Problem →
Work out the number of lines that hold "match" in the listing, and give that number with no other text.

Task material →
------------------------------------------------

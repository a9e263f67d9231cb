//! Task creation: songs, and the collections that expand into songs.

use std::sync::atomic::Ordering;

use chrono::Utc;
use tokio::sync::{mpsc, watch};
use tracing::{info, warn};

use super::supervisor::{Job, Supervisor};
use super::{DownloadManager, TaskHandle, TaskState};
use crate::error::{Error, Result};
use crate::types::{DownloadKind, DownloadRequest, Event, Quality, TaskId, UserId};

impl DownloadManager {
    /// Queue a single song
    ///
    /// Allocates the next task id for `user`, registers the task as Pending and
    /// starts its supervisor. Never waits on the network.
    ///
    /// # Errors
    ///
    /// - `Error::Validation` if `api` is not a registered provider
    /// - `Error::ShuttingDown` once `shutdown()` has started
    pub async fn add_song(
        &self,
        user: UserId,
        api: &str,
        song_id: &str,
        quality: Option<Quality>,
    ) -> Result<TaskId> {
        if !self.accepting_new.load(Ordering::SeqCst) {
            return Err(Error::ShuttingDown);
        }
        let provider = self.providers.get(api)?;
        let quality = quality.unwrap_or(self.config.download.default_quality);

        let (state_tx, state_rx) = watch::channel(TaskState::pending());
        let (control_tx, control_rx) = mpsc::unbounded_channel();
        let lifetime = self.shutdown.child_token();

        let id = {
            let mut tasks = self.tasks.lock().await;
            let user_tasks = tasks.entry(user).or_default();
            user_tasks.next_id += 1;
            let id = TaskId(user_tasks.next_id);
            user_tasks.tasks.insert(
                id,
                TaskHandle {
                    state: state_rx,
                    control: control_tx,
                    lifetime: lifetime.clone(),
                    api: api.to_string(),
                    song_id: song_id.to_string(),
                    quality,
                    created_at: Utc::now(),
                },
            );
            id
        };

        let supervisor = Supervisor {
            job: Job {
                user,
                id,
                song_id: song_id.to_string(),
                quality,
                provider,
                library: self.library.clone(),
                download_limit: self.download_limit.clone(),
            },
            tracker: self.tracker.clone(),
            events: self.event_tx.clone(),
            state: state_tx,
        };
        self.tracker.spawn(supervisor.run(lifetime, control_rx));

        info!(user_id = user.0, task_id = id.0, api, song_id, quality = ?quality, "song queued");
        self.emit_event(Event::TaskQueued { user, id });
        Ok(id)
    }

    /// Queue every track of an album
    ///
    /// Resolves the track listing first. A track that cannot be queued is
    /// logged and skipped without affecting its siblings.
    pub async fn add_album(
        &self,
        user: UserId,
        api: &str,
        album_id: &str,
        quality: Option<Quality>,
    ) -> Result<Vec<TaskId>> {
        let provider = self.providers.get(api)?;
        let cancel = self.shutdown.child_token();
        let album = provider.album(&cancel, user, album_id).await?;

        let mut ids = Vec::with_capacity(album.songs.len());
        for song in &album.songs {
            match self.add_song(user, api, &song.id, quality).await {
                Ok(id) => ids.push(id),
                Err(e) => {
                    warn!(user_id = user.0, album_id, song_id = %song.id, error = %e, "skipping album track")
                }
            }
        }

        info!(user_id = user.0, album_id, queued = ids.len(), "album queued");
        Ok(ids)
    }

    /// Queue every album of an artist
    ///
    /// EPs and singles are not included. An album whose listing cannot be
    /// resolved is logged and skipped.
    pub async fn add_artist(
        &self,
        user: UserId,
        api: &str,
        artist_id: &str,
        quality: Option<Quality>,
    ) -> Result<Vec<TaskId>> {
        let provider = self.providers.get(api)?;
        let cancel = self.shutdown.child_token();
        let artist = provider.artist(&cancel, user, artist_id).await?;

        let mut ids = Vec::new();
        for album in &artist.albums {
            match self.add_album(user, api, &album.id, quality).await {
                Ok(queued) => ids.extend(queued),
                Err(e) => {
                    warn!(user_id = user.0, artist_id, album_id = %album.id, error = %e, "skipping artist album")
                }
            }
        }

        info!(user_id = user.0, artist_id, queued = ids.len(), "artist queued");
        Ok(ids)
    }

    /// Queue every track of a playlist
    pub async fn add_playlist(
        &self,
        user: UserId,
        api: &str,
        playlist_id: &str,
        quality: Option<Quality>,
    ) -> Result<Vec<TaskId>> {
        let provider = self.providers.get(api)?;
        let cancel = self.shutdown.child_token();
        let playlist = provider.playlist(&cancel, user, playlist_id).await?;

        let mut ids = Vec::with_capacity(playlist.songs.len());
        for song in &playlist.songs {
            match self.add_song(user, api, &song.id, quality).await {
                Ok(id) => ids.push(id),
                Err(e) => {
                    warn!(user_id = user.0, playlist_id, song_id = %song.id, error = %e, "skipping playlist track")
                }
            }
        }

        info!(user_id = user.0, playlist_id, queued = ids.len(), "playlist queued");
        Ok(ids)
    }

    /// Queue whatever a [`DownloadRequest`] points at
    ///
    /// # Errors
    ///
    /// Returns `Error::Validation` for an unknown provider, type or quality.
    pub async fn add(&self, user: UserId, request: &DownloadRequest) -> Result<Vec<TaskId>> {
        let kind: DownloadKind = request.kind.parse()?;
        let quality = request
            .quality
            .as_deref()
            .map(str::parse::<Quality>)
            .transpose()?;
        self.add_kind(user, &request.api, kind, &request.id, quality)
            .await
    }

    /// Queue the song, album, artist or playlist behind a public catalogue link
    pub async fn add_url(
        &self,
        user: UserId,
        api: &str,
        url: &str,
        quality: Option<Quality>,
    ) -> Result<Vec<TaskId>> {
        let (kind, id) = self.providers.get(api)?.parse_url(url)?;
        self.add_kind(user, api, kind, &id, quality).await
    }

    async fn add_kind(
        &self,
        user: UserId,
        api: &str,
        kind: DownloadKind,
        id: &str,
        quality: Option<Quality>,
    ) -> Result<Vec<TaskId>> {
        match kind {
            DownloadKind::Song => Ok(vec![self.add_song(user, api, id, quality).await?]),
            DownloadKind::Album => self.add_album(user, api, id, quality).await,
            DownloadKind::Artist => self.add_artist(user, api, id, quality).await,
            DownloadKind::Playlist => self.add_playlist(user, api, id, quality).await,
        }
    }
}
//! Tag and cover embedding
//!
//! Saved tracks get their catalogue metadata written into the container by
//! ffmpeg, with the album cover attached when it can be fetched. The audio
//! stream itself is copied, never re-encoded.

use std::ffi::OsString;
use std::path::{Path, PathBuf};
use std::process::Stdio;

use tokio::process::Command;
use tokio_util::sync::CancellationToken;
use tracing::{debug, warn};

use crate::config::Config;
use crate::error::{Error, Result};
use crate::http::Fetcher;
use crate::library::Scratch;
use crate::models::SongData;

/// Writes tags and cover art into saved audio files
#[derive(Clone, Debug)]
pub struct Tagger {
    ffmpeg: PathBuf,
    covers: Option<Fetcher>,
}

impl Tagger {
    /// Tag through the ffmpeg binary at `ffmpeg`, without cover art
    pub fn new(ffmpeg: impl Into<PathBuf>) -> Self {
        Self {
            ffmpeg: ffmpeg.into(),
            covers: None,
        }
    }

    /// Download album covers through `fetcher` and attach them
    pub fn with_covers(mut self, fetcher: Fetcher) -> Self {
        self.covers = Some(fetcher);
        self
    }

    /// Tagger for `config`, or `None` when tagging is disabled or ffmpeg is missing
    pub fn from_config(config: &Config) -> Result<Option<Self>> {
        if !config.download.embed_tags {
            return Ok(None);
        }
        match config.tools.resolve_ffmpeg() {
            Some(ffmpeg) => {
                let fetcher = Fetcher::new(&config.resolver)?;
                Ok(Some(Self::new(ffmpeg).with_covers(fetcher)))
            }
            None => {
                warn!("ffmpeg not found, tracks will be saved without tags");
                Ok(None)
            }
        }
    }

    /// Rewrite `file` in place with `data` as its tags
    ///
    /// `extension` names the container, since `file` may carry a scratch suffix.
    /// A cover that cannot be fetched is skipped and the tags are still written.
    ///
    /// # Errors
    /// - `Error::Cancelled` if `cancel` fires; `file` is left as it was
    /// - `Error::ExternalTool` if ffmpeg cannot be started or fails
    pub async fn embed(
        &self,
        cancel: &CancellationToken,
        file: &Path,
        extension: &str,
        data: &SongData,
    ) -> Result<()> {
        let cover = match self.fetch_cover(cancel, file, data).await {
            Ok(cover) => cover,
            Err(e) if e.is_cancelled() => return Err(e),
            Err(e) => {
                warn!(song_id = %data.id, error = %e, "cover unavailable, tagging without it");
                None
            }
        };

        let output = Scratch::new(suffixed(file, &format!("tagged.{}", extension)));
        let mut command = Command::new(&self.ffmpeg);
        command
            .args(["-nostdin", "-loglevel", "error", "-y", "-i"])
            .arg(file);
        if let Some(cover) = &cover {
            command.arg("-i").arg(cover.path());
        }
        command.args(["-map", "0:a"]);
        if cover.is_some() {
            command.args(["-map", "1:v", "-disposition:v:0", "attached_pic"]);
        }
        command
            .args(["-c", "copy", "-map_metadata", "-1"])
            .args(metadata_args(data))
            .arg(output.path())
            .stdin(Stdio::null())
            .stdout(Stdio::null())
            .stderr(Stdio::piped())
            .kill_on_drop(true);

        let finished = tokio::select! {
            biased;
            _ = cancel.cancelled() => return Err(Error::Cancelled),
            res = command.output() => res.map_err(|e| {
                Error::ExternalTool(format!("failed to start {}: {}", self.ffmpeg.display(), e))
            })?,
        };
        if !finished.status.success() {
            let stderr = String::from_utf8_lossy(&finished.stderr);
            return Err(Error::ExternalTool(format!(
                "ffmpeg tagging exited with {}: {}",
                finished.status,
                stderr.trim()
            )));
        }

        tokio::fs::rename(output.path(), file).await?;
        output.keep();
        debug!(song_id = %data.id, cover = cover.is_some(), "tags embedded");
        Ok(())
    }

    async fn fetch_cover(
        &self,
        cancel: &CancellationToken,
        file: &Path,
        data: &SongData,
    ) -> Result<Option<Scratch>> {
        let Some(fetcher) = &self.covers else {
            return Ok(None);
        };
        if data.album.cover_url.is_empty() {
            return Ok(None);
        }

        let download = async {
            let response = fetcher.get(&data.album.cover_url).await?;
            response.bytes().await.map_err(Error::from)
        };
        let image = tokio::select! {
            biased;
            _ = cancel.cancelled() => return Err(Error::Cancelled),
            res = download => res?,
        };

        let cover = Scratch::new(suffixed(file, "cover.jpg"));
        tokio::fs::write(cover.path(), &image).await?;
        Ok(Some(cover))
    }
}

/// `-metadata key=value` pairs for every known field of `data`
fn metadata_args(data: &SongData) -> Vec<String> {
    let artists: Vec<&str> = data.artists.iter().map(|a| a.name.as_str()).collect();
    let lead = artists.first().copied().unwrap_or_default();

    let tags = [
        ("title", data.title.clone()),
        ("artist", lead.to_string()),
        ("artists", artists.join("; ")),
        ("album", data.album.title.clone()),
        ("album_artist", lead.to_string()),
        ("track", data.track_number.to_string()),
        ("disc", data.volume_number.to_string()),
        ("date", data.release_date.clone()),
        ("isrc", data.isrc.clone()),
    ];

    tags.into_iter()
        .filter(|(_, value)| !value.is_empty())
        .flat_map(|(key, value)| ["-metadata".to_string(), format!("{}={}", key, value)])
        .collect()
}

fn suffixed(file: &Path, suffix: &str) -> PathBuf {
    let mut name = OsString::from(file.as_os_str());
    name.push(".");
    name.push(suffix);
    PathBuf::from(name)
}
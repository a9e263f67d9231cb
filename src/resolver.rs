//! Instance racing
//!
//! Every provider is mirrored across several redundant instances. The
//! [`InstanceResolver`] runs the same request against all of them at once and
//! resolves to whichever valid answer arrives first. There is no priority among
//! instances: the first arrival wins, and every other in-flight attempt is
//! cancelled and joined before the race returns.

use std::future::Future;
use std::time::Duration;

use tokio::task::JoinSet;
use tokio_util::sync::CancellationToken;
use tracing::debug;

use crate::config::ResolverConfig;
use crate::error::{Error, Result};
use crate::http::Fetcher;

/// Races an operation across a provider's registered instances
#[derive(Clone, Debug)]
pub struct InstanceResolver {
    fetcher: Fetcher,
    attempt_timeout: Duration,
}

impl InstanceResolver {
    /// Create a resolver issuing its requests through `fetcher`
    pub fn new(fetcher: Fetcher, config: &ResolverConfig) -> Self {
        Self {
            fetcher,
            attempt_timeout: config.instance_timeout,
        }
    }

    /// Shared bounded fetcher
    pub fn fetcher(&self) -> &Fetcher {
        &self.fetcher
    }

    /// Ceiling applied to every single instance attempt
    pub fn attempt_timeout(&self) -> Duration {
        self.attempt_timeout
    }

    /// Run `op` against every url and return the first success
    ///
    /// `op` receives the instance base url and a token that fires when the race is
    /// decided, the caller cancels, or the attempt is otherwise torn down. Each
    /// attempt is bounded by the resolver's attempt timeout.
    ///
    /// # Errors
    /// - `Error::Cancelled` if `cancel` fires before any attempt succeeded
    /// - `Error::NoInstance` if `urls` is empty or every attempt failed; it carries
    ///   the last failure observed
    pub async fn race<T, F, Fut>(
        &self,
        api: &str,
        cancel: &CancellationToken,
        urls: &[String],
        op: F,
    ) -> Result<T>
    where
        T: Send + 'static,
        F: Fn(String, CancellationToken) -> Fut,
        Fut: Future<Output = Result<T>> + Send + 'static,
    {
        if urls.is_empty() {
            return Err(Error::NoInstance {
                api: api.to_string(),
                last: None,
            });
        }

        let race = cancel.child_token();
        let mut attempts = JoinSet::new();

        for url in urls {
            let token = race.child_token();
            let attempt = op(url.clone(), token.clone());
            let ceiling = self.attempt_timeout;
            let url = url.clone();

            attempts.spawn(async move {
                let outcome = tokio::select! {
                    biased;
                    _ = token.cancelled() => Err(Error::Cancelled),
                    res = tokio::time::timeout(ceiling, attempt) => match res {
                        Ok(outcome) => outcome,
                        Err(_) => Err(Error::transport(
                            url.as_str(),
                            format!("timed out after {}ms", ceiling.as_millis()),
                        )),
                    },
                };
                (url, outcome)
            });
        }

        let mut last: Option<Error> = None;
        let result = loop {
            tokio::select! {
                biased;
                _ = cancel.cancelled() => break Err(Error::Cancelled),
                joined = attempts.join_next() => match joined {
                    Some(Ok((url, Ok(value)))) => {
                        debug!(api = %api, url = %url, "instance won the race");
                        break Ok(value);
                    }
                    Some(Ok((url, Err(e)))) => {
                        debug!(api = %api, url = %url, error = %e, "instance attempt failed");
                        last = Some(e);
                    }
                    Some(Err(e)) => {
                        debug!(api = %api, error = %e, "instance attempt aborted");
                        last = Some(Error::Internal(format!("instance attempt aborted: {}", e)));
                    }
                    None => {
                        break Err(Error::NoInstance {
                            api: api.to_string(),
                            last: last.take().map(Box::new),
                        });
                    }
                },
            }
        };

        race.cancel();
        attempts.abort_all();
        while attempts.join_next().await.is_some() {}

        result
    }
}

------------------------------------------------

Answer →
8